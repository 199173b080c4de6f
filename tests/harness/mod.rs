// tests/harness/mod.rs
//
// Integration testing harness for inbox-triage.
// Provides an in-memory IMAP account and a recording mock client.

#![allow(dead_code)]

pub mod mock_client;

pub use fixtures::{EmailFixture, FixtureLoader};
pub use mock_client::{FailPoint, MockIMAPClient, RecordedAction};
pub use test_harness::TestHarness;
pub use virtual_mailbox::{raw_message, StoredMessage, VirtualMailbox};
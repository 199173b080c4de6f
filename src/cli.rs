// src/cli.rs

use clap::{Parser, Subcommand};
use secure_string::SecureString;
use std::path::PathBuf;

/// Command-line interface options for inbox-triage.
#[derive(Parser, Debug)]
#[command(
    name = "inbox-triage",
    version = env!("GIT_DESCRIBE"),
    about = "Rank IMAP senders by volume and sweep them into the trash",
    long_about = None
)]
pub struct Cli {
    /// Path to config file (defaults to the user config dir)
    #[arg(short, long)]
    pub config: Option<PathBuf>,

    /// Account address, e.g. someone@gmail.com
    #[arg(short = 'U', long, env = "IMAP_USERNAME")]
    pub imap_username: Option<String>,

    /// App-specific password
    #[arg(short = 'P', long, env = "IMAP_PASSWORD", hide_env_values = true)]
    pub imap_password: Option<SecureString>,

    #[arg(short, long, help = "turn on debug logging")]
    pub debug: bool,

    #[command(subcommand)]
    pub command: Command,
}

#[derive(Subcommand, Debug)]
pub enum Command {
    /// Rank the senders in a mailbox by message count
    Analyze {
        /// Mailbox to scan
        #[arg(short, long)]
        mailbox: Option<String>,

        /// Only scan the N most recent messages
        #[arg(short = 'n', long)]
        max_messages: Option<usize>,

        /// Messages per FETCH round trip
        #[arg(short, long, value_parser = clap::value_parser!(u64).range(1..))]
        batch_size: Option<u64>,

        /// Print the result as JSON
        #[arg(long)]
        json: bool,
    },

    /// Copy every inbox message from SENDER into the trash folder
    Remediate {
        /// Sender address, exactly as listed by `analyze`
        sender: String,
    },

    /// Show the trash folder remediation would copy into
    Trash,
}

WHAT THE TASK REQUIRES:
Look through the data above for the string "clap" and copy every line where it appears.

ANSWER TO THIS EXERCISE:
use clap::{Parser, Subcommand};
        #[arg(short, long, value_parser = clap::value_parser!(u64).range(1..))]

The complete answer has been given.